The Overton Window and Political Compromise

OvertonWindowby Timothy Lane   2/9/14
When Glenn Beck wrote The Overton Window, he created an interesting book (which later had a nice sequel). But he also introduced his readers (even intermittent ones like me) to a significant concept from political science. The Overton window is the concept behind the slippery slope – though one which can slip in either direction (even if down is a lot easier than up).

The Overton window is the range of options that public opinion would find acceptable on a topic of public policy. As choices are made, the range changes. For example, 50 years ago airport security was minimal. Then we began to have an occasional problem with hijacking (often to Cuba), and metal detectors were installed to prevent them (or at least make them more difficult). Then, much later (after the 9/11/2001 hijackings and subsequent events), still more changes were made. In rapid succession and no particular order, these included pat-downs, confiscation of fluids, and confiscation of anything that could theoretically be used as a weapon (as well as searches of places they could be hidden, such as shoes). Each of these was in response to an incident (and one has to wonder how they would response if someone hid them in a fake breast implant). Each made the next one easier than it would otherwise have been. And each took us further into the surveillance state, and made it more difficult even to contemplate going back to the standards of the 1990s, much less the 1950s.

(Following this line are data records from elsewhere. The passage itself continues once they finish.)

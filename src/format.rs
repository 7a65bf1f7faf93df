//! Substitution markers: `{name[op number][,width][:opts|/opts]}`.

use std::sync::LazyLock;

use regex::{Captures, Regex};

use crate::context::{Value, Vars};
use crate::syntax::{Syntax, DECIMAL};

static LEADING_DECIMAL: LazyLock<Regex> =
    LazyLock::new(|| Regex::new(&format!("^{DECIMAL}")).expect("valid decimal pattern"));
static WHOLE_DECIMAL: LazyLock<Regex> =
    LazyLock::new(|| Regex::new(&format!("^{DECIMAL}$")).expect("valid decimal pattern"));
static LINE_BREAK: LazyLock<Regex> =
    LazyLock::new(|| Regex::new(r"\r?\n").expect("valid line break pattern"));
static QUOTABLE: LazyLock<Regex> =
    LazyLock::new(|| Regex::new(r#"["'\\]|&quot;"#).expect("valid quote pattern"));

#[derive(Debug, Clone, Copy, PartialEq, Eq)]
pub enum ArithOp {
    Add,
    Sub,
    Mul,
    Div,
    Rem,
}

impl ArithOp {
    fn from_char(c: char) -> Option<Self> {
        match c {
            '+' => Some(ArithOp::Add),
            '-' => Some(ArithOp::Sub),
            '*' => Some(ArithOp::Mul),
            '/' => Some(ArithOp::Div),
            '%' => Some(ArithOp::Rem),
            _ => None,
        }
    }

    pub fn apply(self, lhs: f64, rhs: f64) -> f64 {
        match self {
            ArithOp::Add => lhs + rhs,
            ArithOp::Sub => lhs - rhs,
            ArithOp::Mul => lhs * rhs,
            ArithOp::Div if rhs == 0.0 => 0.0,
            ArithOp::Div => lhs / rhs,
            ArithOp::Rem if rhs == 0.0 => 0.0,
            // floored, so the result takes the sign of the divisor
            ArithOp::Rem => lhs - rhs * (lhs / rhs).floor(),
        }
    }
}

/// One parsed substitution marker.
#[derive(Debug, Clone, PartialEq)]
pub struct Placeholder {
    pub name: String,
    pub arith: Option<(ArithOp, f64)>,
    /// Decimal places for thousands-grouped output.
    pub comma: Option<usize>,
    /// Option letters: `b` line breaks to `<br />`, `q` quote escaping.
    pub options: String,
}

impl Placeholder {
    pub(crate) fn from_captures(caps: &Captures<'_>) -> Self {
        let arith = caps.get(2).and_then(|m| {
            let text = m.as_str().trim_start();
            let mut chars = text.chars();
            let op = chars.next().and_then(ArithOp::from_char)?;
            let operand = chars.as_str().trim().parse::<f64>().ok()?;
            Some((op, operand))
        });
        let comma = caps
            .get(3)
            .map(|m| m.as_str()[1..].parse::<usize>().unwrap_or(0));
        let options = caps
            .get(4)
            .map(|m| m.as_str()[1..].to_string())
            .unwrap_or_default();
        Self {
            name: caps[1].to_string(),
            arith,
            comma,
            options,
        }
    }

    /// True for a bare `{name}` with no arithmetic or formatting.
    pub fn is_plain(&self) -> bool {
        self.arith.is_none() && self.comma.is_none() && self.options.is_empty()
    }

    pub fn render(&self, vars: &dyn Vars) -> String {
        let mut value = vars.var(&self.name).map(Value::to_text).unwrap_or_default();

        if let Some((op, operand)) = self.arith {
            let lhs = leading_decimal(&value).unwrap_or(0.0);
            value = Value::Number(op.apply(lhs, operand)).to_text();
        }

        value = match self.comma {
            Some(places) => group_thousands(leading_decimal(&value).unwrap_or(0.0), places),
            None => trim_zero_fraction(value),
        };

        if self.options.contains('b') {
            value = LINE_BREAK
                .replace_all(&value, |caps: &Captures<'_>| format!("<br />{}", &caps[0]))
                .into_owned();
        }
        if self.options.contains('q') {
            value = QUOTABLE
                .replace_all(&value, |caps: &Captures<'_>| format!("\\{}", &caps[0]))
                .into_owned();
            value = value.replace('\r', "\\r").replace('\n', "\\n");
        }
        value
    }
}

/// Replaces every substitution marker in `text`.
pub fn substitute(text: &str, syntax: &Syntax, vars: &dyn Vars) -> String {
    syntax
        .replace()
        .replace_all(text, |caps: &Captures<'_>| {
            Placeholder::from_captures(caps).render(vars)
        })
        .into_owned()
}

fn leading_decimal(text: &str) -> Option<f64> {
    LEADING_DECIMAL
        .find(text)
        .and_then(|m| m.as_str().parse::<f64>().ok())
}

/// `"3.0"` becomes `"3"`; anything else is left alone.
fn trim_zero_fraction(value: String) -> String {
    if !WHOLE_DECIMAL.is_match(&value) {
        return value;
    }
    match value.split_once('.') {
        Some((int, frac)) if frac.bytes().all(|b| b == b'0') => match int {
            "" | "-" => "0".to_string(),
            _ => int.to_string(),
        },
        _ => value,
    }
}

fn group_thousands(number: f64, places: usize) -> String {
    let fixed = format!("{number:.places$}");
    let (int, frac) = match fixed.split_once('.') {
        Some((int, frac)) => (int, Some(frac)),
        None => (fixed.as_str(), None),
    };
    let (sign, digits) = match int.strip_prefix('-') {
        Some(digits) => ("-", digits),
        None => ("", int),
    };

    let mut grouped = String::with_capacity(digits.len() + digits.len() / 3);
    for (i, c) in digits.chars().enumerate() {
        if i > 0 && (digits.len() - i) % 3 == 0 {
            grouped.push(',');
        }
        grouped.push(c);
    }

    match frac {
        Some(frac) => format!("{sign}{grouped}.{frac}"),
        None => format!("{sign}{grouped}"),
    }
}

#[cfg(test)]
mod tests {
    use super::*;
    use crate::context::Context;

    fn render(text: &str, ctx: &Context) -> String {
        substitute(text, &Syntax::default(), ctx)
    }

    #[test]
    fn numbers_drop_zero_fraction() {
        let mut ctx = Context::new();
        ctx.set("x", 3.0);
        assert_eq!(render("{x}", &ctx), "3");
        ctx.set("x", 3.5);
        assert_eq!(render("{x}", &ctx), "3.5");
        ctx.set("x", "4.00");
        assert_eq!(render("{x}", &ctx), "4");
        ctx.set("x", "4.50");
        assert_eq!(render("{x}", &ctx), "4.50");
    }

    #[test]
    fn comma_grouping() {
        let mut ctx = Context::new();
        ctx.set("x", 1234.5);
        assert_eq!(render("{x,2}", &ctx), "1,234.50");
        ctx.set("x", 1234567);
        assert_eq!(render("{x,}", &ctx), "1,234,567");
        ctx.set("x", -999999.5);
        assert_eq!(render("{x,1}", &ctx), "-999,999.5");
        ctx.set("x", 12);
        assert_eq!(render("{x,0}", &ctx), "12");
    }

    #[test]
    fn arithmetic_offset() {
        let mut ctx = Context::new();
        ctx.set("#items_index", 0);
        assert_eq!(render("{#items_index + 1}", &ctx), "1");
        ctx.set("n", "10 apples");
        assert_eq!(render("{n*2.5}", &ctx), "25");
        assert_eq!(render("{n / 4}", &ctx), "2.5");
        assert_eq!(render("{n % 3}", &ctx), "1");
        assert_eq!(render("{missing - 1}", &ctx), "-1");
    }

    #[test]
    fn line_break_and_quote_options() {
        let mut ctx = Context::new();
        ctx.set("t", "a\nb");
        assert_eq!(render("{t:b}", &ctx), "a<br />\nb");
        ctx.set("t", "say \"hi\"\r\n");
        assert_eq!(render("{t/q}", &ctx), "say \\\"hi\\\"\\r\\n");
    }

    #[test]
    fn quote_option_escapes_apostrophes_backslashes_and_entities() {
        let mut ctx = Context::new();
        ctx.set("t", "it's a\\b");
        assert_eq!(render("{t/q}", &ctx), "it\\'s a\\\\b");
        ctx.set_html("t", "say \"hi\"");
        assert_eq!(render("{t/q}", &ctx), "say \\&quot;hi\\&quot;");
    }

    #[test]
    fn missing_variable_renders_empty() {
        assert_eq!(render("[{nothing}]", &Context::new()), "[]");
    }

    #[test]
    fn non_markers_are_left_alone() {
        let ctx = Context::new();
        assert_eq!(render("{ x }, {1}, {}", &ctx), "{ x }, {1}, {}");
    }
}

The same sort of thing happened to tobacco. If you go back to 1960, you find that there were reports of tar and nicotine levels in cigarettes, and some awareness that these were harmful long-term (of course, nicotine is a vegetable alkaloid that can be very poisonous short-term, and I’ve read of at least one actual murder using it). Then came the Surgeon-General’s warning in 1964, followed by an anti-smoking ad campaign, and later the banning of cigarette ads from TV. Not until the 1990s were there major changes, as restrictions on smoking in public places became increasingly common, along with massive increases in tobacco taxes and later state lawsuits (helped by legal changes deliberately designed to make it difficult for the tobacco companies to defend themselves). Already there are places even banning smoking in private residences (passed by people who defend abortion rights as a “right to privacy”). And again, each change makes it easier to make the next and harder to go back to the days when people were free to use a legal product.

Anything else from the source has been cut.